The archives only store old topics of the EEAH/EECH forums, there's nothing for LB2. And a search for your username is useless, as the search database is broken.

What do you mean by 'turns'? And by 'free-power turbine' do you mean the APU? What are 'autos'? And what has the Hellfire got to do with anything, we're talking about rotors (and now flight model it seems) here!? smile


I didn't realize the site didn't go back anymore. "Turns" is a slang for Nr or rotor speed. As a helo pilot, you always want to keep your "turns" up. An auto is an auto-rotation, when you drive the rotor system w/ the induced air flowing up through the blades rather than driving them w/ an engine. The cost of that is that you lose altitude very quickly. At the bottom of an auto, you recover by pitching the nose back which will increase Nr due to the increased flow through the rotor system (this will happen even if you're operating in powered flight...nose back, Nr increases).
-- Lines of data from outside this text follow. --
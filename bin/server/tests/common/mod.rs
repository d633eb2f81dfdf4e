//! Shared fixtures for the server integration tests.

#![allow(dead_code)]

use async_trait::async_trait;
use axum::{
    Router,
    body::Body,
    http::{Request, Response, header},
};
use axum_extra::extract::cookie::Key;
use gatekeep_platform_access::{
    AuthenticationError, CallbackParams, FlowInitiation, FlowState, IdentityProvider, ProviderKind,
    VerifiedIdentity, federation::authorization_code,
};
use gatekeep_server::{auth::AppState, config::ServerConfig, router::router};
use http_body_util::BodyExt;
use serde_json::{Value, json};
use sqlx::{PgPool, postgres::PgPoolOptions};
use std::{collections::HashMap, net::SocketAddr, sync::Arc};
use tower::ServiceExt;

/// State every flow started by [`FakeProvider`] carries.
pub const FLOW_STATE: &str = "state-1";

/// In-memory identity provider.
///
/// Callbacks echoing [`FLOW_STATE`] complete as `identity`, if one is set.
/// Access tokens resolve through `access_tokens`.
#[derive(Debug, Clone, Default)]
pub struct FakeProvider {
    pub identity: Option<VerifiedIdentity>,
    pub access_tokens: HashMap<String, String>,
}

impl FakeProvider {
    /// Provider whose flows complete as a member of `example.org`.
    pub fn signing_in(login_id: &str, email: &str) -> Self {
        Self {
            identity: Some(VerifiedIdentity {
                login_id: login_id.to_string(),
                unverified_email: Some(email.to_string()),
                organization_id: Some("example.org".to_string()),
            }),
            ..Self::default()
        }
    }

    pub fn with_access_token(mut self, token: &str, uid: &str) -> Self {
        self.access_tokens.insert(token.to_string(), uid.to_string());
        self
    }
}

#[async_trait]
impl IdentityProvider for FakeProvider {
    fn kind(&self) -> ProviderKind {
        ProviderKind::Google
    }

    fn organization_id(&self) -> &str {
        "example.org"
    }

    fn initiate_flow(
        &self,
        callback_uri: &str,
    ) -> gatekeep_core::Result<FlowInitiation, AuthenticationError> {
        Ok(FlowInitiation {
            authorization_url: format!("https://idp.example.org/auth?redirect_uri={callback_uri}"),
            flow: FlowState {
                state: FLOW_STATE.to_string(),
                nonce: "nonce-1".to_string(),
                pkce_verifier: "verifier-1".to_string(),
                callback_uri: callback_uri.to_string(),
            },
        })
    }

    async fn receive_callback(
        &self,
        params: &CallbackParams,
        flow: &FlowState,
    ) -> gatekeep_core::Result<VerifiedIdentity, AuthenticationError> {
        authorization_code(self.kind(), params, flow)?;
        self.identity.clone().ok_or_else(|| {
            AuthenticationError::TokenExchange {
                reason: "no identity configured".to_string(),
            }
            .into()
        })
    }

    async fn get_identity_uid_from_access_token(
        &self,
        access_token: &str,
    ) -> gatekeep_core::Result<Option<String>, AuthenticationError> {
        Ok(self.access_tokens.get(access_token).cloned())
    }
}

pub fn test_config() -> ServerConfig {
    serde_json::from_value(json!({
        "database_url": "postgres://gatekeep@localhost/gatekeep",
        "external_url": "https://auth.example.org",
        "oidc": {
            "cloud": "gcp",
            "client_id": "web",
            "client_secret": "secret",
            "organization_id": "example.org",
            "cli_client_id": "cli"
        },
        "session": { "secure_cookies": false }
    }))
    .expect("test config")
}

pub fn app_with(pool: PgPool, provider: FakeProvider, config: ServerConfig) -> Router {
    let state = AppState::new(pool, Arc::new(provider), config, Key::generate());
    router(Arc::new(state))
}

pub fn app_with_pool(pool: PgPool) -> Router {
    app_with(pool, FakeProvider::default(), test_config())
}

fn unreachable_pool() -> PgPool {
    PgPoolOptions::new()
        .connect_lazy("postgres://gatekeep@localhost:1/unreachable")
        .expect("lazy pool")
}

/// Router over a pool that never connects; only routes that stay off the
/// database may be exercised with it.
pub fn app_without_database() -> Router {
    app_with_pool(unreachable_pool())
}

/// Like [`app_without_database`], with a custom provider and config.
pub fn app_without_database_with(provider: FakeProvider, config: ServerConfig) -> Router {
    app_with(unreachable_pool(), provider, config)
}

pub async fn send(app: Router, request: Request<Body>) -> Response<Body> {
    app.oneshot(request).await.expect("infallible")
}

pub fn get(uri: &str) -> Request<Body> {
    Request::builder().uri(uri).body(Body::empty()).unwrap()
}

/// Returns the `name=value` pair a response sets for cookie `name`.
pub fn cookie_pair(response: &Response<Body>, name: &str) -> Option<String> {
    let prefix = format!("{name}=");
    response
        .headers()
        .get_all(header::SET_COOKIE)
        .iter()
        .filter_map(|v| v.to_str().ok())
        .filter_map(|c| c.split(';').next())
        .find(|pair| pair.starts_with(&prefix))
        .map(str::to_string)
}

/// Runs the browser signup flow and returns the response of the callback.
pub async fn sign_up_through_browser(app: &Router) -> Response<Body> {
    let started = send(app.clone(), get("/signup")).await;
    let context = cookie_pair(&started, "session").expect("context cookie");

    let callback = Request::builder()
        .uri(format!("/oauth2callback?code=code-1&state={FLOW_STATE}"))
        .header(header::COOKIE, context)
        .body(Body::empty())
        .unwrap();
    send(app.clone(), callback).await
}

/// Serves `app` on an ephemeral loopback port.
pub async fn serve(app: Router) -> SocketAddr {
    let listener = tokio::net::TcpListener::bind("127.0.0.1:0")
        .await
        .expect("bind");
    let addr = listener.local_addr().expect("local addr");
    tokio::spawn(async move {
        axum::serve(listener, app).await.expect("serve");
    });
    addr
}

pub async fn body_json(response: Response<Body>) -> Value {
    let bytes = response
        .into_body()
        .collect()
        .await
        .expect("body")
        .to_bytes();
    serde_json::from_slice(&bytes).expect("json body")
}

pub async fn body_text(response: Response<Body>) -> String {
    let bytes = response
        .into_body()
        .collect()
        .await
        .expect("body")
        .to_bytes();
    String::from_utf8(bytes.to_vec()).expect("utf-8 body")
}
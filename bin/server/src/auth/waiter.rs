//! Long-poll for a browser waiting on its account to be provisioned.

use axum::{
    extract::{
        State,
        ws::{Message, WebSocket, WebSocketUpgrade},
    },
    http::HeaderMap,
    response::Response,
};
use gatekeep_platform_access::AccountState;
use std::{future::Future, sync::Arc, time::Duration};
use tracing::{debug, info, instrument, warn};

use super::{AppState, context, db::UserRepository};
use crate::error::ApiError;

/// Re-reads the account state until it leaves `creating` or `max_polls`
/// re-reads have been made, sleeping `interval` before each re-read.
///
/// Returns the last state read; `None` if the account disappeared.
pub async fn wait_until_provisioned<F, Fut, E>(
    mut read_state: F,
    interval: Duration,
    max_polls: u32,
) -> Result<Option<AccountState>, E>
where
    F: FnMut() -> Fut,
    Fut: Future<Output = Result<Option<AccountState>, E>>,
{
    let mut state = read_state().await?;
    let mut polls = 0;
    while polls < max_polls && state == Some(AccountState::Creating) {
        tokio::time::sleep(interval).await;
        state = read_state().await?;
        polls += 1;
    }
    if state == Some(AccountState::Creating) {
        info!(polls, "account still being created after wait");
    }
    Ok(state)
}

/// Completes when the client closes the socket or the connection drops.
async fn client_gone(socket: &mut WebSocket) {
    while let Some(Ok(message)) = socket.recv().await {
        if let Message::Close(_) = message {
            return;
        }
    }
}

/// `GET /creating/wait`
pub async fn creating_wait(
    State(state): State<Arc<AppState>>,
    headers: HeaderMap,
    ws: WebSocketUpgrade,
) -> Result<Response, ApiError> {
    let (_, ctx) = context::load(&state, &headers);
    let Some(login_id) = ctx.pending_login_id().map(str::to_string) else {
        return Err(ApiError::unauthorized("no account creation pending"));
    };

    let users = UserRepository::new(state.db_pool.clone());
    let policy = state.config.accounts.reuse_policy();
    if users
        .find_holder_of_login_id(&login_id, policy)
        .await?
        .is_none()
    {
        return Err(ApiError::NotFound);
    }

    Ok(ws.on_upgrade(move |socket| report_when_provisioned(socket, state, login_id)))
}

#[instrument(skip(socket, state))]
async fn report_when_provisioned(mut socket: WebSocket, state: Arc<AppState>, login_id: String) {
    let users = UserRepository::new(state.db_pool.clone());
    let users = &users;
    let login_id = login_id.as_str();
    let waiter = &state.config.waiter;

    let poll = wait_until_provisioned(
        move || async move {
            let user = users.find_by_login_id(login_id).await?;
            Ok::<_, sqlx::Error>(user.map(|u| u.state))
        },
        waiter.poll_interval(),
        waiter.max_polls,
    );

    let outcome = tokio::select! {
        outcome = poll => outcome,
        () = client_gone(&mut socket) => {
            debug!("client left before provisioning finished");
            return;
        }
    };

    let active = match outcome {
        Ok(state) => state == Some(AccountState::Active),
        Err(e) => {
            warn!(error = %e, "failed to read account state");
            false
        }
    };

    let reply = if active { "1" } else { "0" };
    if let Err(e) = socket.send(Message::text(reply)).await {
        debug!(error = %e, "failed to send provisioning result");
        return;
    }
    let _ = socket.send(Message::Close(None)).await;
}

#[cfg(test)]
mod tests {
    use super::*;
    use std::convert::Infallible;
    use std::sync::atomic::{AtomicU32, Ordering};
    use tokio::time::Instant;

    #[tokio::test(start_paused = true)]
    async fn returns_once_account_is_active() {
        let reads = AtomicU32::new(0);
        let reads = &reads;
        let start = Instant::now();

        let state = wait_until_provisioned(
            move || async move {
                let n = reads.fetch_add(1, Ordering::SeqCst);
                Ok::<_, Infallible>(Some(if n < 3 {
                    AccountState::Creating
                } else {
                    AccountState::Active
                }))
            },
            Duration::from_secs(1),
            10,
        )
        .await
        .unwrap();

        assert_eq!(state, Some(AccountState::Active));
        assert_eq!(reads.load(Ordering::SeqCst), 4);
        let waited = start.elapsed();
        assert!(waited >= Duration::from_secs(3) && waited < Duration::from_secs(4));
    }

    #[tokio::test(start_paused = true)]
    async fn gives_up_after_max_polls() {
        let reads = AtomicU32::new(0);
        let reads = &reads;

        let state = wait_until_provisioned(
            move || async move {
                reads.fetch_add(1, Ordering::SeqCst);
                Ok::<_, Infallible>(Some(AccountState::Creating))
            },
            Duration::from_secs(1),
            10,
        )
        .await
        .unwrap();

        assert_eq!(state, Some(AccountState::Creating));
        assert_eq!(reads.load(Ordering::SeqCst), 11);
    }

    #[tokio::test(start_paused = true)]
    async fn settled_accounts_do_not_sleep() {
        let start = Instant::now();
        let state = wait_until_provisioned(
            || async { Ok::<_, Infallible>(Some(AccountState::Deleting)) },
            Duration::from_secs(1),
            10,
        )
        .await
        .unwrap();

        assert_eq!(state, Some(AccountState::Deleting));
        assert!(start.elapsed() < Duration::from_secs(1));
    }
}
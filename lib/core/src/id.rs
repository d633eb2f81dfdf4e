//! Typed surrogate keys for persisted records.
//!
//! Keys are ULIDs. They are stored and displayed with a short type prefix
//! (`usr_01H...`) and serialized bare. Parsing accepts both forms.

use serde::{Deserialize, Serialize};
use std::fmt;
use std::str::FromStr;
use ulid::Ulid;

/// Error returned when a key fails to parse.
#[derive(Debug, Clone, PartialEq, Eq)]
pub struct ParseIdError {
    /// Name of the key type.
    pub id_type: &'static str,
    pub reason: String,
}

impl fmt::Display for ParseIdError {
    fn fmt(&self, f: &mut fmt::Formatter<'_>) -> fmt::Result {
        write!(f, "failed to parse {}: {}", self.id_type, self.reason)
    }
}

impl std::error::Error for ParseIdError {}

macro_rules! define_id {
    ($(#[$meta:meta])* $name:ident, $prefix:literal) => {
        $(#[$meta])*
        #[derive(Debug, Clone, Copy, PartialEq, Eq, Hash, Serialize, Deserialize)]
        #[serde(transparent)]
        pub struct $name(Ulid);

        impl $name {
            /// Generates a fresh key.
            #[must_use]
            pub fn new() -> Self {
                Self(Ulid::new())
            }

            #[must_use]
            pub const fn as_ulid(&self) -> Ulid {
                self.0
            }
        }

        impl Default for $name {
            fn default() -> Self {
                Self::new()
            }
        }

        impl fmt::Display for $name {
            fn fmt(&self, f: &mut fmt::Formatter<'_>) -> fmt::Result {
                write!(f, concat!($prefix, "_{}"), self.0)
            }
        }

        impl FromStr for $name {
            type Err = ParseIdError;

            fn from_str(s: &str) -> Result<Self, Self::Err> {
                let bare = s.strip_prefix(concat!($prefix, "_")).unwrap_or(s);
                bare.parse().map(Self).map_err(|e: ulid::DecodeError| ParseIdError {
                    id_type: stringify!($name),
                    reason: e.to_string(),
                })
            }
        }
    };
}

define_id!(
    /// Surrogate key of an account row.
    UserId,
    "usr"
);

define_id!(
    /// Surrogate key of a role row.
    RoleId,
    "role"
);

#[cfg(test)]
mod tests {
    use super::*;

    #[test]
    fn displays_with_type_prefix() {
        assert!(UserId::new().to_string().starts_with("usr_"));
        assert!(RoleId::new().to_string().starts_with("role_"));
    }

    #[test]
    fn parses_prefixed_and_bare_forms() {
        let id = UserId::new();
        let prefixed: UserId = id.to_string().parse().expect("prefixed");
        let bare: UserId = id.as_ulid().to_string().parse().expect("bare");
        assert_eq!(prefixed, id);
        assert_eq!(bare, id);
    }

    #[test]
    fn rejects_foreign_prefix() {
        let role = RoleId::new().to_string();
        let err = role.parse::<UserId>().unwrap_err();
        assert_eq!(err.id_type, "UserId");
    }

    #[test]
    fn serializes_as_bare_ulid() {
        let id = UserId::new();
        let json = serde_json::to_string(&id).expect("serialize");
        assert_eq!(json, format!("\"{}\"", id.as_ulid()));
    }
}
//! HTTP-facing error type.
//!
//! Handlers return `Result<_, ApiError>`. Each variant has one status code;
//! causes of authentication failures and internal faults are logged here
//! and never sent to the client.

use axum::{
    Json,
    http::StatusCode,
    response::{IntoResponse, Response},
};
use gatekeep_platform_access::{AccountError, AccountErrorKind, AuthenticationError};
use rootcause::Report;
use serde_json::json;
use std::fmt;

/// Errors from account store operations.
#[derive(Debug)]
pub enum AccountStoreError {
    /// The request violates an account rule.
    Account(AccountError),
    /// The database failed.
    Database(sqlx::Error),
}

impl fmt::Display for AccountStoreError {
    fn fmt(&self, f: &mut fmt::Formatter<'_>) -> fmt::Result {
        match self {
            Self::Account(e) => write!(f, "{e}"),
            Self::Database(e) => write!(f, "account store database error: {e}"),
        }
    }
}

impl std::error::Error for AccountStoreError {}

impl From<AccountError> for AccountStoreError {
    fn from(e: AccountError) -> Self {
        Self::Account(e)
    }
}

impl From<sqlx::Error> for AccountStoreError {
    fn from(e: sqlx::Error) -> Self {
        Self::Database(e)
    }
}

/// Error returned by HTTP handlers.
#[derive(Debug)]
pub enum ApiError {
    /// 400 with a message the client may see.
    BadRequest(String),
    /// 401. The cause is logged only.
    Unauthorized(String),
    /// 403. The cause is logged only.
    Forbidden(String),
    /// 404.
    NotFound,
    /// An account rule was violated; status follows the error kind.
    Account(AccountError),
    /// 500. The cause is logged only.
    Internal(String),
}

impl ApiError {
    /// 401 for a caller that could not be identified.
    pub fn unauthorized(reason: impl Into<String>) -> Self {
        Self::Unauthorized(reason.into())
    }

    /// 500 for a fault the client cannot fix.
    pub fn internal(reason: impl fmt::Display) -> Self {
        Self::Internal(reason.to_string())
    }
}

impl fmt::Display for ApiError {
    fn fmt(&self, f: &mut fmt::Formatter<'_>) -> fmt::Result {
        match self {
            Self::BadRequest(msg) => write!(f, "bad request: {msg}"),
            Self::Unauthorized(reason) => write!(f, "unauthorized: {reason}"),
            Self::Forbidden(reason) => write!(f, "forbidden: {reason}"),
            Self::NotFound => write!(f, "not found"),
            Self::Account(e) => write!(f, "{e}"),
            Self::Internal(reason) => write!(f, "internal error: {reason}"),
        }
    }
}

impl std::error::Error for ApiError {}

impl From<AccountError> for ApiError {
    fn from(e: AccountError) -> Self {
        Self::Account(e)
    }
}

impl From<AccountStoreError> for ApiError {
    fn from(e: AccountStoreError) -> Self {
        match e {
            AccountStoreError::Account(e) => Self::Account(e),
            AccountStoreError::Database(e) => Self::internal(e),
        }
    }
}

impl From<sqlx::Error> for ApiError {
    fn from(e: sqlx::Error) -> Self {
        Self::internal(e)
    }
}

impl From<Report<AuthenticationError>> for ApiError {
    fn from(report: Report<AuthenticationError>) -> Self {
        Self::Unauthorized(format!("{report}"))
    }
}

impl IntoResponse for ApiError {
    fn into_response(self) -> Response {
        let (status, message) = match self {
            Self::BadRequest(msg) => (StatusCode::BAD_REQUEST, msg),
            Self::Unauthorized(reason) => {
                tracing::warn!(%reason, "request unauthorized");
                (StatusCode::UNAUTHORIZED, "Unauthorized".to_string())
            }
            Self::Forbidden(reason) => {
                tracing::warn!(%reason, "request forbidden");
                (StatusCode::FORBIDDEN, "Forbidden".to_string())
            }
            Self::NotFound => (StatusCode::NOT_FOUND, "Not found".to_string()),
            Self::Account(e) => {
                let status = match e.kind() {
                    AccountErrorKind::BadInput | AccountErrorKind::Conflict => {
                        StatusCode::BAD_REQUEST
                    }
                    AccountErrorKind::NotFound => StatusCode::NOT_FOUND,
                };
                (status, e.to_string())
            }
            Self::Internal(reason) => {
                tracing::error!(%reason, "internal error");
                (
                    StatusCode::INTERNAL_SERVER_ERROR,
                    "Internal server error".to_string(),
                )
            }
        };

        (status, Json(json!({ "message": message }))).into_response()
    }
}

#[cfg(test)]
mod tests {
    use super::*;

    #[test]
    fn account_errors_map_by_kind() {
        let conflict = ApiError::from(AccountError::PreviouslyDeletedUser {
            username: "bob".to_string(),
        });
        assert_eq!(conflict.into_response().status(), StatusCode::BAD_REQUEST);

        let missing = ApiError::from(AccountError::UnknownUser {
            username: "bob".to_string(),
        });
        assert_eq!(missing.into_response().status(), StatusCode::NOT_FOUND);
    }

    #[test]
    fn store_database_errors_are_internal() {
        let err = ApiError::from(AccountStoreError::Database(sqlx::Error::RowNotFound));
        assert_eq!(
            err.into_response().status(),
            StatusCode::INTERNAL_SERVER_ERROR
        );
    }

    #[test]
    fn unauthorized_hides_cause() {
        let response = ApiError::unauthorized("signature mismatch").into_response();
        assert_eq!(response.status(), StatusCode::UNAUTHORIZED);
    }
}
For heavier helos with low-inertia heads (like the -60, for example), at the bottom of the auto, you have to eventually rock the nose forward so that you "land" (it will be a very firm landing) level. Rocking the nose forward reduces Nr. Again, this will happen in powered flight as well.

LB2 models this the exact opposite way, what is pretty maddening when you're trying to quick stop in-game.

A free-power turbine is the type of "jet" engine helos (and ships and turbo-props) use. The compressor turbine drives the compressor blades but is not connected to the power turbine, which drives the transmission and makes the rotors go. I seem to recall (and again, it's been a long time) that when you lost both motors in LB2 and had to auto, you had to hit a key which was supposed to "unlatch" the motors from the rotor system (it was different from the rotor brake, in game). Wasn't the rotor brake the "R" key and the "unlatch" function was "Control-R?" Something like that. At least that's how I remember it, so correct me if I'm wrong. Regardless, that's not what happens in modern, turbine-powered American helos. In real life, the rotor system will uncouple from the engines as the engines spool down and stop making power.

The Hellfire comment was in relation to how LB2 got a lot wrong in the flight model portion, but how they modeled a lot of the mission systems very well for the day.

All that said, LB2 still provided me plenty of entertainment back in the day, and in the end, that's all that matters, right?